Beaven hizo estas declaraciones al presentar en Santiago el informe de sustentabilidad 2012 de la empresa, que en Chile opera las mineras Cerro Colorado, Spence y Escondida, ésta última considerada el yacimiento individual de cobre de mayor producción en el mundo.

Según el presidente de las operaciones de cobre de BHP Billiton, entre 2007 y 2012 los costos promedio de producción del conjunto del sector en Chile aumentaron un 45 %, frente a la subida del 25 % que se registró en el resto de países mineros.

El alto ejecutivo aseguró además que cada peso invertido desde 2004 en Chile -donde la minería representa una quinta parte del PIB- solo ha permitido que la producción de cobre no baje y se haya mantenido constante en 5 millones de toneladas anuales.

También desde 2004, aseguró Beaven, la productividad de la minería en este país ha bajado aproximadamente un 30 %. “En nuestra industria, sabemos que podemos mejorar un 30 % nuestra productividad y así alcanzar a Australia”, apuntó.

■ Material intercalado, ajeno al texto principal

//! Navigation to the order list.

use super::body_or_empty;
use crate::config::ProbeConfig;
use crate::driver::{LoadState, NavigationOptions, PageDriver};
use crate::result::{ProbeError, ProbeResult};
use crate::wait::{pause_for, tolerate_load_state};
use tracing::{info, warn};

/// Go straight to the order list and return the URL it landed on.
///
/// A navigation error is tolerated when the page already shows the order
/// list; landing anywhere else is a [`ProbeError::NavigationFailed`].
pub async fn navigate_to_order_page<P: PageDriver>(page: &P, config: &ProbeConfig) -> ProbeResult<String> {
    let target = config.order_page_url();
    let marker = config.page_marker();
    let timings = &config.timings;
    tolerate_load_state(page, LoadState::DomContentLoaded, timings.load_state_timeout).await;

    info!(url = %target, "navigating to order page");
    let options = NavigationOptions::default()
        .with_wait_until(LoadState::DomContentLoaded)
        .with_timeout(timings.navigation_timeout);
    if let Err(e) = page.goto(&target, options).await {
        let current = page.url().await.unwrap_or_default();
        if current.contains(marker) {
            warn!(error = %e, url = %current, "navigation reported an error but the order page is showing");
            pause_for(timings.settle).await;
            return Ok(current);
        }
        return Err(ProbeError::navigation(target, e.to_string()));
    }

    pause_for(timings.settle).await;
    let landed = page.url().await?;
    if !landed.contains(marker) {
        return Err(ProbeError::navigation(target, format!("landed on {landed}")));
    }
    tolerate_load_state(page, LoadState::DomContentLoaded, timings.load_state_timeout).await;
    let text = body_or_empty(page).await;
    if text.contains("订货") || text.contains("订单") {
        info!(url = %landed, "order page loaded");
    } else {
        warn!(url = %landed, "order page shows no order content yet");
    }
    Ok(landed)
}

/// Re-navigate when the page has left the order list. Returns whether it did.
pub async fn ensure_on_order_page<P: PageDriver>(page: &P, config: &ProbeConfig) -> ProbeResult<bool> {
    let current = page.url().await.unwrap_or_default();
    if current.contains(config.page_marker()) {
        return Ok(false);
    }
    warn!(url = %current, "left the order page, navigating back");
    navigate_to_order_page(page, config).await?;
    Ok(true)
}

“Si a la industria del cobre le va bien, es más que probable que el país pueda dar el salto que requiere para su desarrollo”, añadió en alusión a la llamada “trampa de los países de ingreso medio”, que impide a estas naciones superar definitivamente el subdesarrollo.

“Nuestra industria se encuentra en un punto de inflexión, en el que enfrentamos grandes desafíos para mantener su competitividad”, recalcó el gerente, que citó como retos la mejora de la competitividad y el trabajo entre el mundo público, privado y civil.

También la escasez del agua y de la energía, para la que pidió la entrada de nuevos actores en el mercado y la diversificación de la matriz para reducir la dependencia del carbón.

Beaven abogó además por un marco jurídico estable. “Es natural que los países decidan el marco que regula la extracción de sus recursos naturales. Lo que pedimos es que esto se haga en un horizonte de tiempo conocido a priori”, apuntó.

“(A nivel global), la minería se ha vuelto menos atractiva debido a que la industria de los commodities (materias primas) no ha entregado los resultados prometidos a los costos prometidos. Por eso hay menos capital disponible para la inversión requerida”, opinó.

Con todo, BHP Billiton apuesta por el cobre chileno y por ello, según Beaven, está desarrollando en este país una cartera de inversiones de 5.000 millones de dólares entre 2011 y 2015.

Dentro de ese plan, cuatro pequeños proyectos ya han sido ejecutados, mientras que en la minera Escondida la nueva pila de lixiviación dinámica (OLAP, por su sigla en ingles) lleva un avance del 50 % y la nueva planta de tratamiento (OGP1), un 30 %.

En 2012, la multinacional produjo en Chile 1,31 millones de toneladas de cobre fino, dio empleo a unos 7.000 trabajadores propios y a 28.000 contratistas y aportó al Estado chileno 1.336 millones de dólares en impuestos.

El año pasado, BHP Billiton destinó 60 millones de dólares a programas sociales, y hoy firmó un acuerdo por el cual donará a la organización The Nature Conservancy 20,4 millones de dólares para conservar una zona de la selva valdiviana, en la Patagonia chilena.